Mittwoch, 05. Juli 2017, Redaktionsschluss: 09.59 Uhr

1. Koalition: Keine Massenüberwachung
2. Keine Tätigkeit für die Stasi festgestellt
3. Zugang von Abgeordneten zu Informationen
4. Umgestaltung der Regierungsbefragung
5. Energie-Initiative in Afrika
6. Brautkleid-Produktion in Asien


1. Koalition: Keine Massenüberwachung

1. Untersuchungsausschuss (NSA)/Bericht

Berlin: (hib/WID) Der 1. Untersuchungsungsausschuss ("NSA") hat nach Feststellungen der beiden Koalitionsfraktionen keine Hinweise dafür gefunden, dass Deutsche auf deutschem Boden massenhaft überwacht wurden. Weder habe sich aus der Beweisaufnahme eindeutig ergeben, dass der Bundesnachrichtendienst (BND) in Kooperation mit amerikanischen Diensten in großem Umfang das Fernmeldegeheimnis verletzt habe, noch habe sich der Verdacht einer massenhaften illegalen Ausspähung deutscher Kommunikationsdaten durch Dienste verbündeter Staaten bestätigt, erklären CDU/CSU und SPD im Rückblick auf die Tätigkeit des Ausschusses, über dessen Abschlussbericht (18/12850) der Bundestag in der letzten Sitzungswoche vor der Sommerpause debattiert hat.
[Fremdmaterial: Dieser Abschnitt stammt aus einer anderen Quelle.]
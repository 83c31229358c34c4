// Route exports
pub mod housing;
pub mod predict;

use actix_web::web;
use std::sync::Arc;

use crate::services::{HousingDataset, ModelRegistry};

/// Application state shared across all handlers
#[derive(Clone)]
pub struct AppState {
    pub registry: Arc<ModelRegistry>,
    pub housing: Option<Arc<HousingDataset>>,
}

pub fn configure_routes(cfg: &mut web::ServiceConfig) {
    cfg.configure(predict::configure).configure(housing::configure);
}
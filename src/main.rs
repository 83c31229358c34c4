use actix_cors::Cors;
use actix_web::{middleware, web, App, HttpServer};
use energy_predict::config::{LoggingSettings, Settings};
use energy_predict::error::json_config;
use energy_predict::routes::{self, AppState};
use energy_predict::services::{HousingDataset, ModelRegistry};
use std::sync::Arc;
use tracing::{error, info, warn};
use tracing_subscriber::EnvFilter;

fn init_logging(logging: &LoggingSettings) {
    let filter = EnvFilter::try_from_default_env()
        .unwrap_or_else(|_| EnvFilter::new(logging.level.as_str()));

    let subscriber = tracing_subscriber::fmt()
        .with_env_filter(filter)
        .with_target(false)
        .with_level(true);

    if logging.format == "pretty" {
        subscriber.pretty().init();
    } else {
        subscriber.init();
    }
}

#[actix_web::main]
async fn main() -> std::io::Result<()> {
    // Load .env file if present
    dotenv::dotenv().ok();

    let settings = match Settings::load() {
        Ok(settings) => settings,
        Err(e) => {
            init_logging(&LoggingSettings::default());
            error!("Failed to load configuration: {}", e);
            return Err(std::io::Error::new(std::io::ErrorKind::InvalidInput, e.to_string()));
        }
    };

    init_logging(&settings.logging);

    info!("Starting energy prediction service...");

    // Model registry
    let artifacts = settings.models.artifact_paths().map_err(|e| {
        error!("Invalid model configuration: {}", e);
        std::io::Error::new(std::io::ErrorKind::InvalidInput, e.to_string())
    })?;
    let registry = Arc::new(ModelRegistry::new(artifacts));

    if settings.models.preload {
        let loaded = registry.preload().await;
        info!(
            "Preloaded {}/{} models from {}",
            loaded,
            registry.configured().len(),
            settings.models.artifact_dir
        );
    }

    // Housing dataset (optional - the house price endpoint answers 500 without it)
    let housing = match settings.housing.dataset_path.as_deref() {
        Some(path) => match HousingDataset::load(path) {
            Ok(dataset) => {
                info!("Housing dataset loaded ({} listings)", dataset.len());
                Some(Arc::new(dataset))
            }
            Err(e) => {
                warn!("Failed to load housing dataset from {} ({}), house price estimates disabled", path, e);
                None
            }
        },
        None => None,
    };

    let app_state = AppState { registry, housing };

    // Configure HTTP server
    let host = settings.server.host.clone();
    let port = settings.server.port;
    let workers = settings.server.workers.unwrap_or(4);

    info!("Starting HTTP server on {}:{}", host, port);

    HttpServer::new(move || {
        let cors = Cors::permissive();

        App::new()
            .app_data(web::Data::new(app_state.clone()))
            .app_data(json_config())
            .wrap(cors)
            .wrap(middleware::Logger::default())
            .wrap(middleware::Compress::default())
            .configure(routes::configure_routes)
    })
    .workers(workers)
    .bind((host, port))?
    .run()
    .await
}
Kein Bestätigung fand nach Ansicht der Ausschussmehrheit auch die durch Veröffentlichungen des US-Geheimdienstkritikers Edward Snowden und Presseberichte genährte Vermutung, dass westliche Nachrichtendienste, insbesondere die NSA, auf deutschem Boden Wirtschaftsspionage betrieben hätten. Widerlegt sei schließlich der Vorwurf, dass das Bundesamt für Verfassungsschutz (BfV) durch die Nutzung der von der NSA entwickelten Spionagesoftware XKeyscore in ein System "einer weltweiten Datensammlung" des US-Geheimdienstes eingebunden sei.
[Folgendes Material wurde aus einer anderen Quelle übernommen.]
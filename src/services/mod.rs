// Service exports
pub mod housing;
pub mod registry;

pub use housing::{HousingDataset, HousingError};
pub use registry::ModelRegistry;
Allerdings hätten die fast drei Jahre andauernden Ermittlungen zahlreiche Missstände in den internen Abläufen des BND, technische und organisatorische Defizite sowie Kommunikationsmängel vor allem im Umgang mit Suchmerkmalen bei der Datenerfassung, sogenannten "Selektoren", ans Licht gebracht, stellen die Koalitionsfraktionen fest. Als wichtigstes Ergebnis der Ausschussarbeit bewerten sie deswegen die im Herbst vergangenen Jahres verabschiedete Novelle des BND-Gesetzes. Damit sei die vom Inland ausgehende Fernmeldeaufklärung des BND gegen ausländische Ziele auf eine klare rechtliche Grundlage gestellt und die parlamentarische Kontrolle nachhaltig verbessert worden.

Die Neufassung, die erste überhaupt seit Inkrafttreten des BND-Gesetzes 1990, habe die Rechtslage den Erfordernissen nachrichtendienstlicher Tätigkeit im digitalen Zeitalter angepasst und damit den Mitarbeitern des BND mehr Rechtssicherheit beschert. Behördenintern seien Verfahrensabläufe neu geregelt, zusätzliche Melde- und Berichtspflichten eingeführt und die Erfassung von Zielobjekten mit Bezug zu EU- und Nato-Ländern massiv eingeschränkt worden.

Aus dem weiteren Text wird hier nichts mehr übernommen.